In some embodiments, the trained biomarker expression estimation engine comprises a dimension reduction-based machine learning algorithm. In some embodiments, the dimension reduction includes projection onto the latent structure regression model. In some embodiments, the dimensionality reduction includes principal component analysis plus discriminant analysis. In some embodiments, the trained biomarker expression estimation engine comprises a neural network.

In some embodiments, the system further comprises an operation for correcting the predicted expression of the one or more biomarkers for testing the biological sample for poor unmasking and/or poor fixation. For example, the predicted expression of one or more biomarkers in a test biological sample obtained by using a trained biomarker expression estimation engine may be corrected by: (i) obtaining a biomarker immobilization sensitivity curve; (ii) estimating an actual fixation time of the test biological sample; and (iii) correcting the obtained predicted biomarker expression level of the test biological sample to a fixed compensation expression level using the obtained fixed sensitivity curve.

In some embodiments, the system further comprises an operation for comparing the actual biomarker expression of the test biological sample to the predicted expression of the one or more biomarkers of the test biological sample. In some embodiments, the obtained test spectral data includes vibrational spectral information of at least one amide I band.In some embodiments, the obtained test spectral data comprises a wavelength in the range of about 3200 to about 3400 cm^-1Vibration spectrum information in between. In some embodiments, the obtained test spectral data comprises a wavelength range from about 2800 to about 2900 cm^-1Vibration spectrum information in between. In some embodiments, the obtained test spectral data comprises wavelengths in the range of about 1020 to about 1100 cm^-1Vibration spectrum information in between. In some embodiments, the obtained test spectral data comprises a wavelength range from about 1520 to about 1580 cm^-1Vibration spectrum information in between.

A second aspect of the present disclosure is a non-transitory computer-readable medium storing instructions for predicting expression of one or more biomarkers in a processed test biological sample, comprising: obtaining test spectral data from a test biological sample, wherein the test spectral data comprises vibrational spectral data derived from at least a portion of the biological sample; deriving biomarker expression signatures from the obtained test spectral data using a trained biomarker expression estimation engine, wherein the biomarker expression estimation engine is trained using a training spectral dataset acquired from a plurality of differentially prepared training biological samples, wherein the training spectral dataset comprises class labels for known biomarker expressions of one or more biomarkers; predicting expression of another biomarker in the test biological sample based on the derived biomarker expression signature.

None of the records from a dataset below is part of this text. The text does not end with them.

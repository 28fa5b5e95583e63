//! Async driver for the workflow state machine.
//!
//! [`RestoreSession`] owns the current [`WorkflowState`], feeds events through
//! [`transition`], and runs the resulting [`Effect`]s as Tokio tasks. Task
//! completions come back over an mpsc channel as ordinary events, so stale
//! results are filtered by the same generation check as everything else.
//!
//! Two ways to consume completions:
//!
//! * [`RestoreSession::settle`] - `await` until nothing is loading (CLI).
//! * [`RestoreSession::poll`] - non-blocking drain, for a frame loop that
//!   runs outside the async context (the viewer).

use crate::config::RestoreConfig;
use crate::error::RestoreError;
use crate::pipeline::{encode, input, restore};
use crate::pipeline::restore::{GeminiClient, RestorationClient};
use crate::workflow::{transition, Download, Effect, Event, WorkflowState};
use std::path::PathBuf;
use std::sync::Arc;
use tokio::runtime::Handle;
use tokio::sync::mpsc;
use tracing::debug;

/// One user's restoration workflow.
pub struct RestoreSession {
    state: WorkflowState,
    config: RestoreConfig,
    client: Arc<dyn RestorationClient>,
    tx: mpsc::UnboundedSender<Event>,
    rx: mpsc::UnboundedReceiver<Event>,
    runtime: Handle,
}

impl RestoreSession {
    /// Create a session using `client`. Must be called inside a Tokio runtime.
    pub fn new(
        config: RestoreConfig,
        client: Arc<dyn RestorationClient>,
    ) -> Result<Self, RestoreError> {
        let runtime = Handle::try_current()
            .map_err(|e| RestoreError::Internal(format!("no Tokio runtime: {e}")))?;
        let (tx, rx) = mpsc::unbounded_channel();
        Ok(Self {
            state: WorkflowState::default(),
            config,
            client,
            tx,
            rx,
            runtime,
        })
    }

    /// Create a session talking to Gemini as configured.
    pub fn with_gemini(config: RestoreConfig) -> Result<Self, RestoreError> {
        let client = GeminiClient::from_config(&config)?;
        Self::new(config, Arc::new(client))
    }

    pub fn state(&self) -> &WorkflowState {
        &self.state
    }

    pub fn config(&self) -> &RestoreConfig {
        &self.config
    }

    /// Apply an event and start whatever work it implies.
    pub fn dispatch(&mut self, event: Event) {
        let t = transition(&self.state, event);
        self.state = t.state;
        if let Some(effect) = t.effect {
            self.spawn(effect);
        }
    }

    /// Start loading `path` as the new original, abandoning anything pending.
    pub fn upload(&mut self, path: impl Into<PathBuf>) {
        self.dispatch(Event::UploadStarted {
            source: path.into(),
        });
    }

    /// Request restoration. Returns `false` if the request was not accepted
    /// (nothing loaded, or already busy).
    pub fn request_restore(&mut self) -> bool {
        if !self.state.can_restore() {
            return false;
        }
        self.dispatch(Event::RestoreRequested);
        true
    }

    /// Start over.
    pub fn clear(&mut self) {
        self.dispatch(Event::Cleared);
    }

    /// Start over and reload the last uploaded file. Returns `false` when
    /// nothing has been uploaded yet.
    pub fn start_over(&mut self) -> bool {
        let Some(source) = self.state.source.clone() else {
            return false;
        };
        self.clear();
        self.upload(source);
        true
    }

    /// The restored file under the configured name, if one exists.
    pub fn download(&self) -> Option<Result<Download, RestoreError>> {
        self.state.download(&self.config.output_file_name)
    }

    /// Apply every completion that has already arrived. Returns how many.
    pub fn poll(&mut self) -> usize {
        let mut applied = 0;
        while let Ok(event) = self.rx.try_recv() {
            self.dispatch(event);
            applied += 1;
        }
        applied
    }

    /// Wait until no read or restoration is pending.
    pub async fn settle(&mut self) {
        while self.state.is_loading() {
            match self.rx.recv().await {
                Some(event) => self.dispatch(event),
                None => break,
            }
        }
    }

    fn spawn(&self, effect: Effect) {
        let tx = self.tx.clone();
        match effect {
            Effect::ReadUpload { generation, source } => {
                let limits = self.config.upload_limits;
                self.runtime.spawn(async move {
                    let result = input::read_upload(&source, limits)
                        .await
                        .map(|upload| encode::encode_upload(&upload))
                        .map_err(|e| e.to_string());
                    // The receiver lives as long as the session; a send error
                    // only means the session is gone.
                    let _ = tx.send(Event::UploadRead { generation, result });
                });
            }
            Effect::Restore { generation, image } => {
                let client = Arc::clone(&self.client);
                let prompt = self.config.prompt().to_string();
                debug!("Spawning restoration (gen {generation})");
                self.runtime.spawn(async move {
                    let outcome = restore::restore_photo(client.as_ref(), &image, &prompt).await;
                    let _ = tx.send(Event::RestoreFinished { generation, outcome });
                });
            }
        }
    }
}

#[cfg(test)]
mod tests {
    use super::*;
    use crate::pipeline::encode::EncodedImage;
    use crate::prompts::NO_IMAGE_MESSAGE;
    use crate::workflow::Phase;
    use async_trait::async_trait;

    struct Echo;

    #[async_trait]
    impl RestorationClient for Echo {
        async fn generate(
            &self,
            image: &EncodedImage,
            _prompt: &str,
        ) -> Result<Option<EncodedImage>, RestoreError> {
            Ok(Some(EncodedImage::new(image.data.clone(), "image/jpeg")))
        }
    }

    struct Empty;

    #[async_trait]
    impl RestorationClient for Empty {
        async fn generate(
            &self,
            _image: &EncodedImage,
            _prompt: &str,
        ) -> Result<Option<EncodedImage>, RestoreError> {
            Ok(None)
        }
    }

    fn write(dir: &tempfile::TempDir, name: &str, bytes: &[u8]) -> PathBuf {
        let p = dir.path().join(name);
        std::fs::write(&p, bytes).unwrap();
        p
    }

    #[tokio::test]
    async fn upload_then_restore() {
        let dir = tempfile::tempdir().unwrap();
        let path = write(&dir, "a.png", b"\x89PNG\r\n\x1a\nabc");

        let mut s = RestoreSession::new(RestoreConfig::default(), Arc::new(Echo)).unwrap();
        s.upload(&path);
        s.settle().await;
        assert_eq!(s.state().phase, Phase::Loaded);
        assert_eq!(s.state().original.as_ref().unwrap().mime_type, "image/png");

        assert!(s.request_restore());
        assert!(!s.request_restore());
        s.settle().await;
        assert_eq!(s.state().phase, Phase::Restored);

        let dl = s.download().unwrap().unwrap();
        assert_eq!(dl.file_name, "restored-photo.jpg");
        assert_eq!(dl.bytes, b"\x89PNG\r\n\x1a\nabc");
    }

    #[tokio::test]
    async fn empty_result_sets_message() {
        let dir = tempfile::tempdir().unwrap();
        let path = write(&dir, "a.png", b"\x89PNG\r\n\x1a\nabc");

        let mut s = RestoreSession::new(RestoreConfig::default(), Arc::new(Empty)).unwrap();
        s.upload(&path);
        s.settle().await;
        s.request_restore();
        s.settle().await;

        assert_eq!(s.state().phase, Phase::Loaded);
        assert_eq!(s.state().error.as_deref(), Some(NO_IMAGE_MESSAGE));
    }

    #[tokio::test]
    async fn missing_file_surfaces_read_error() {
        let mut s = RestoreSession::new(RestoreConfig::default(), Arc::new(Echo)).unwrap();
        s.upload("/no/such/photo.jpg");
        s.settle().await;
        assert_eq!(s.state().phase, Phase::Idle);
        assert!(s.state().error.as_deref().unwrap().contains("not found"));
    }

    #[tokio::test]
    async fn start_over_reloads_source_and_drops_result() {
        let dir = tempfile::tempdir().unwrap();
        let path = write(&dir, "a.png", b"\x89PNG\r\n\x1a\nabc");

        let mut s = RestoreSession::new(RestoreConfig::default(), Arc::new(Echo)).unwrap();
        assert!(!s.start_over());

        s.upload(&path);
        s.settle().await;
        s.request_restore();
        s.settle().await;
        assert_eq!(s.state().phase, Phase::Restored);
        let before = s.state().generation;

        assert!(s.start_over());
        s.settle().await;
        assert_eq!(s.state().phase, Phase::Loaded);
        assert!(s.state().restored.is_none());
        assert_eq!(s.state().source.as_deref(), Some(path.as_path()));
        assert!(s.state().generation > before);
    }

    #[test]
    fn new_outside_runtime_is_an_error() {
        let r = RestoreSession::new(RestoreConfig::default(), Arc::new(Echo));
        assert!(matches!(r, Err(RestoreError::Internal(_))));
    }
}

In some embodiments, the test biological sample has an unknown fixed state and/or an unknown unmasked state. In some embodiments, the predicted expression of the one or more biomarkers comprises one of a predicted positive percentage or a predicted staining intensity. In some embodiments, the predicted expression of one or more biomarkers includes both a predicted percent positive and a predicted staining intensity. In some embodiments, the predicted expression of one or more biomarkers is quantitative. In some embodiments, the test biological sample is not stained. In some embodiments, the test biological sample is stained for the presence of one or more biomarkers.

In some embodiments, each training spectral data set is derived by: (i) obtaining a training biological sample; (ii) dividing the obtained training biological sample into a plurality of training tissue samples; and (iii) preparing each training tissue sample of the plurality of training tissue samples under different preparation conditions; (iv) staining each of the plurality of training tissue samples for the presence of one or more biomarkers; and (v) quantitatively assessing the expression of the one or more biomarkers. In some embodiments, the different preparation conditions comprise different unmasking conditions. In some embodiments, the different preparation conditions comprise different fixed durations. In some embodiments, the training biological sample comprises the same tissue type as the testing biological sample. In some embodiments, the training biological sample comprises a different tissue type than the testing biological sample.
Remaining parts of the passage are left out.